Indeed, this lazy cheerleading excuse for journalism captured the sum and substance of why the punters keep buying the dips despite troubles gathering all around.

That is, as the tax bill falters, the crusade to remove the Donald from office gathers strength, the Fed moves into balance sheet normalization and instability breaks out all over the world from the Persian Gulf to the Korean peninsula.

You would think the title says it all, but the WSJ was not nearly done. It cited a 156,000 pick-up in manufacturing employment since last November, rising energy and commodity prices as evidence of a booming global economy and double digit growth in business investment earlier this year, among other things.

American manufacturing has picked up pace over the last 12 months thanks to steady global economic growth, a rise in energy and other commodity prices, and increased business confidence.

Although progress isn’t being felt by all industries, makers of items ranging from bulldozers to semiconductors to food products are on the upswing as various measures of spending, sentiment and employment have climbed, while stock markets have hit record highs.

Yet every one of the trends cited in the WSJ article are less than a year-old. They coincide with the Great Coronation Boom in the Red Ponzi ( the run-up to Xi Jinping’s ascension to total power at the 19th Party Congress); represent only a minor up-tick from the 2014-2015 global deflation; and in the context of the current feeble recovery from the 2008 crisis represent nothing at all to write home about.

Indeed, I am confident that as the Red Ponzi goes into a stabilization and credit containment mode, as is already evident from the October economic data (fudged as it is), that the slight lift to global activity engendered by the latest China credit impulse will quickly fade. And with it the entire trading meme reflected in that WSJ puff piece.
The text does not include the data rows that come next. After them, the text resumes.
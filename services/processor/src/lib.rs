//! Upload Processor
//!
//! Event-triggered service for the Nier platform. It reacts to S3 upload
//! notifications, downloads each new object, inspects its content and indexes
//! a metadata record in DynamoDB.
//!
//! ## Features
//!
//! - **Notification Gate**: ignores non-S3 sources, removal events and objects
//!   already under the processed prefix
//! - **Content Inspection**: image objects are measured, text and JSON objects
//!   get line/word/character statistics and a JSON validity flag
//! - **Metadata Indexing**: one DynamoDB row per object, merging the object's
//!   user metadata with the inspection outcome
//! - **Failure Isolation**: a failing record is reported in the response
//!   without aborting the rest of the batch
//!
//! ## Architecture
//!
//! ```text
//! S3 Notification            S3 Bucket                 DynamoDB
//! ┌──────────────┐           ┌──────────────┐          ┌──────────────┐
//! │ Records[]    │           │ HEAD / GET   │          │ file-        │
//! └──────────────┘           └──────────────┘          │ metadata     │
//!        │                          ▲                  └──────────────┘
//!        ▼                          │                         ▲
//! ┌──────────────┐           ┌──────────────┐                 │
//! │ Batch        │──────────▶│ Record       │─────────────────┘
//! │ Handler      │           │ Processor    │
//! └──────────────┘           └──────────────┘
//!                                   │
//!                                   ▼
//!                            ┌──────────────┐
//!                            │ Classifier / │
//!                            │ Processing   │
//!                            └──────────────┘
//! ```

pub mod classifier;
pub mod config;
pub mod event;
pub mod handler;
pub mod metadata_store;
pub mod object_store;
pub mod processing;
pub mod processor;

pub use classifier::{classify, ProcessingMode};
pub use config::Config;
pub use event::{NotificationRecord, S3EventRecord, S3NotificationEvent};
pub use handler::{function_handler, BatchHandler, BatchResult, InvocationResponse};
pub use metadata_store::{DynamoMetadataTable, MetadataRecord, MetadataTable, PersistenceError};
pub use object_store::{ObjectBody, ObjectMetadata, ObjectStore, S3ObjectStore, StoreError};
pub use processing::{ImageSummary, ProcessingOutcome, TextSummary};
pub use processor::{FailureEntry, ProcessorError, RecordOutcome, RecordProcessor, SuccessEntry};
// Phoenix Gateway Library
// Decision: Shared by the server binary, CLI tools and in-process router tests

pub mod api;
pub mod auth;
pub mod config;
pub mod consumers;
pub mod openapi;
pub mod services;
pub mod state;

use axum::http::{header, HeaderValue, Method};
use axum::{extract::State, routing::get, Json, Router};
use serde::Serialize;
use tower_http::cors::{AllowOrigin, CorsLayer};
use tower_http::trace::TraceLayer;
use utoipa::{OpenApi, ToSchema};
use utoipa_swagger_ui::SwaggerUi;

use crate::config::GatewayConfig;
use crate::openapi::ApiDoc;
use crate::state::AppState;

#[derive(Debug, Serialize, ToSchema)]
pub struct HealthResponse {
    /// "ok", or "degraded" when the event store is unreachable
    pub status: &'static str,
    pub version: &'static str,
    pub storage: &'static str,
    pub auth_mode: &'static str,
}

/// GET /health - Liveness (unauthenticated)
#[utoipa::path(
    get,
    path = "/health",
    responses((status = 200, description = "Service status", body = HealthResponse)),
    tag = "health"
)]
pub async fn health(State(state): State<AppState>) -> Json<HealthResponse> {
    let status = match state.store().health_check().await {
        Ok(()) => "ok",
        Err(e) => {
            tracing::warn!(error = %e, "Event store health check failed");
            "degraded"
        }
    };
    Json(HealthResponse {
        status,
        version: env!("CARGO_PKG_VERSION"),
        storage: state.storage_backend,
        auth_mode: state.auth.mode.as_str(),
    })
}

/// Build the full HTTP application: health, prefixed API routes, Swagger UI,
/// CORS (when origins are configured) and request tracing
pub fn build_app(state: AppState, config: &GatewayConfig) -> Router {
    let api_routes = build_router_with_prefix(api::routes(), &config.api_prefix);

    let app = Router::new()
        .route("/health", get(health))
        .merge(api_routes)
        .with_state(state)
        .merge(SwaggerUi::new("/swagger-ui").url("/api-doc/openapi.json", ApiDoc::openapi()));

    let cors_origins: Vec<HeaderValue> = config
        .cors_origins
        .iter()
        .filter_map(|o| o.parse().ok())
        .collect();

    let app = if cors_origins.is_empty() {
        app
    } else {
        app.layer(
            CorsLayer::new()
                .allow_origin(AllowOrigin::list(cors_origins))
                .allow_methods([Method::GET, Method::POST, Method::OPTIONS])
                .allow_headers([header::CONTENT_TYPE, header::AUTHORIZATION, header::ACCEPT]),
        )
    };

    app.layer(TraceLayer::new_for_http())
}

/// Nest routes under an optional API prefix
fn build_router_with_prefix<S: Clone + Send + Sync + 'static>(
    api_routes: Router<S>,
    api_prefix: &str,
) -> Router<S> {
    if api_prefix.is_empty() {
        api_routes
    } else {
        Router::new().nest(api_prefix, api_routes)
    }
}
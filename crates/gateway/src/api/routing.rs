// Capability routing HTTP routes
//
// Thin wrappers over the Orchestrator: the dedicated endpoints build a
// RoutedRequest for a fixed capability, /v1/route accepts any capability.

use axum::{
    extract::State,
    routing::{get, post},
    Json, Router,
};
use phoenix_core::{Capability, CapabilityInfo, GenerationRequest, RoutedRequest, RoutedResponse};
use serde::{Deserialize, Serialize};
use serde_json::Value;
use utoipa::ToSchema;

use super::common::{ApiError, ErrorResponse, ListResponse};
use super::validation::{validate_prompt, validate_stream_id};
use crate::auth::AuthUser;
use crate::state::AppState;

/// Optional interaction metadata, recorded with the interaction event
#[derive(Debug, Clone, Default, Serialize, Deserialize, ToSchema)]
pub struct InteractionContext {
    /// Stream the interaction is recorded on (not recorded when absent)
    #[serde(default, skip_serializing_if = "Option::is_none")]
    pub stream_id: Option<String>,
    /// Calling application (e.g. "letters", "cv")
    #[serde(default, skip_serializing_if = "Option::is_none")]
    pub app: Option<String>,
    #[serde(default, skip_serializing_if = "Option::is_none")]
    pub user_tier: Option<String>,
    #[serde(default, skip_serializing_if = "Option::is_none")]
    pub tone: Option<String>,
    #[serde(default, skip_serializing_if = "Option::is_none")]
    pub language: Option<String>,
    /// Explicit satisfaction score in [0, 1]
    #[serde(default, skip_serializing_if = "Option::is_none")]
    pub satisfaction: Option<f64>,
}

/// Body of POST /v1/generate-content
#[derive(Debug, Clone, Serialize, Deserialize, ToSchema)]
pub struct GenerateContentRequest {
    #[serde(flatten)]
    pub request: GenerationRequest,
    #[serde(flatten)]
    pub context: InteractionContext,
}

/// Body of POST /v1/validate-request
#[derive(Debug, Clone, Serialize, Deserialize, ToSchema)]
pub struct ValidateRequestBody {
    /// Text to screen
    pub text: String,
    #[serde(flatten)]
    pub context: InteractionContext,
}

pub fn routes() -> Router<AppState> {
    Router::new()
        .route("/v1/generate-content", post(generate_content))
        .route("/v1/validate-request", post(validate_request))
        .route("/v1/route", post(route_request))
        .route("/v1/capabilities", get(list_capabilities))
}

/// Build a routed request for a fixed capability from a flattened body.
///
/// `stream_id` is routing metadata and is removed from the agent payload.
fn routed<T: Serialize>(
    capability: Capability,
    body: &T,
    stream_id: Option<String>,
) -> Result<RoutedRequest, ApiError> {
    let mut payload = serde_json::to_value(body)
        .map_err(|e| ApiError(phoenix_core::ServiceError::Internal(e.into())))?;
    if let Value::Object(map) = &mut payload {
        map.remove("stream_id");
    }
    Ok(RoutedRequest {
        capability: capability.as_str().to_string(),
        payload,
        stream_id,
    })
}

async fn dispatch(state: &AppState, request: RoutedRequest) -> Result<Json<RoutedResponse>, ApiError> {
    if let Some(stream_id) = request.stream_id.as_deref() {
        validate_stream_id(stream_id)?;
    }
    let response = state.orchestrator.route(request).await?;
    Ok(Json(response))
}

/// POST /v1/generate-content - Generate content through the configured provider
#[utoipa::path(
    post,
    path = "/v1/generate-content",
    request_body = GenerateContentRequest,
    responses(
        (status = 200, description = "Generated content", body = RoutedResponse),
        (status = 400, description = "Invalid or rejected request", body = ErrorResponse),
        (status = 502, description = "Provider failed", body = ErrorResponse)
    ),
    tag = "routing"
)]
pub async fn generate_content(
    _user: AuthUser,
    State(state): State<AppState>,
    Json(body): Json<GenerateContentRequest>,
) -> Result<Json<RoutedResponse>, ApiError> {
    validate_prompt(&body.request.prompt)?;
    if let Some(system_prompt) = &body.request.system_prompt {
        validate_prompt(system_prompt)?;
    }
    let request = routed(Capability::GenerateContent, &body, body.context.stream_id.clone())?;
    dispatch(&state, request).await
}

/// POST /v1/validate-request - Screen text for threats and personal data
#[utoipa::path(
    post,
    path = "/v1/validate-request",
    request_body = ValidateRequestBody,
    responses(
        (status = 200, description = "Validation outcome", body = RoutedResponse),
        (status = 400, description = "Invalid request", body = ErrorResponse)
    ),
    tag = "routing"
)]
pub async fn validate_request(
    _user: AuthUser,
    State(state): State<AppState>,
    Json(body): Json<ValidateRequestBody>,
) -> Result<Json<RoutedResponse>, ApiError> {
    validate_prompt(&body.text)?;
    let request = routed(Capability::ValidateRequest, &body, body.context.stream_id.clone())?;
    dispatch(&state, request).await
}

/// POST /v1/route - Route a request to the agent registered for its capability
#[utoipa::path(
    post,
    path = "/v1/route",
    request_body = RoutedRequest,
    responses(
        (status = 200, description = "Agent response", body = RoutedResponse),
        (status = 400, description = "Unknown capability or invalid payload", body = ErrorResponse),
        (status = 502, description = "Agent failed", body = ErrorResponse)
    ),
    tag = "routing"
)]
pub async fn route_request(
    _user: AuthUser,
    State(state): State<AppState>,
    Json(request): Json<RoutedRequest>,
) -> Result<Json<RoutedResponse>, ApiError> {
    dispatch(&state, request).await
}

/// GET /v1/capabilities - List the capability table
#[utoipa::path(
    get,
    path = "/v1/capabilities",
    responses(
        (status = 200, description = "Registered capabilities", body = ListResponse<CapabilityInfo>)
    ),
    tag = "routing"
)]
pub async fn list_capabilities(
    _user: AuthUser,
    State(state): State<AppState>,
) -> Json<ListResponse<CapabilityInfo>> {
    Json(state.orchestrator.capabilities().into())
}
But short of that yet to unfold but predictable global mini-cycle, the actual data on U.S. manufacturing output trends through September reveal nothing to smile about.

In fact, overall U.S. manufacturing production is still down 4.3% from its pre-crisis high back in December 2007, and was no higher last month than it was three years ago in November 2014.

Of course, global commodity prices did perk up during the last 18 months. Not only did they rebound off the bottom in normal cyclical fashion, but the hands of China’s central bank were more than a little evident.

When they unleashed the latest credit tsunami in early 2016, the hordes of Chinese speculators dutifully bought up all the iron ore, copper, steel, diesel fuel etc that was to be had and which could be readily financed in cash and futures markets alike.

Presently, they will be selling, too, as the post-coronation signals coming out of Beijing become unmistakably clear.

Nor is the above even the half of it. If you look at output of U.S. consumer goods, which is much less attached to the global commodity/industrial cycle, the rising tide of manufacturing output is nowhere to be seen.

In fact, consumer goods production has flat-lined for the last two years, and is still below where it was at the pre-crisis peak.

The same is true of manufacturing employment. There is no “rising tide.” Thus, between October 2007 and the April 2010 bottom, the U.S. lost 2.3 million manufacturing jobs — representing a loss of 76,000 high paying jobs per month.

By contrast, during the three years since October 2014, the U.S. has recovered about one-tenth of that loss — with manufacturing jobs expanding at a rate of  just 6,000 per month. That is to say, the WSJ was essentially trumpeting statistical noise.

We are now 120 months from the pre-crisis peak in November 2007. Yet the compound annual growth rate of manufacturing is just 0.08%. Which is to say, nothing.

By contrast, every prior peak-to-peak recovery pales that tiny beep of white noise into insignificance. Thus, between July 1981 and the July 1990 peaks, industrial production expanded at 2.18% a year during the so-called Reagan boom.

Likewise, during the Greenspan tech boom of the 1990s, the compound annual growth rate (CAGR) for industrial production was 4.02%. Even during the highly artificial and unsustainable Greenspan housing boom between December 2000 and November 2007, the index rose at a rate of 1.31% per year.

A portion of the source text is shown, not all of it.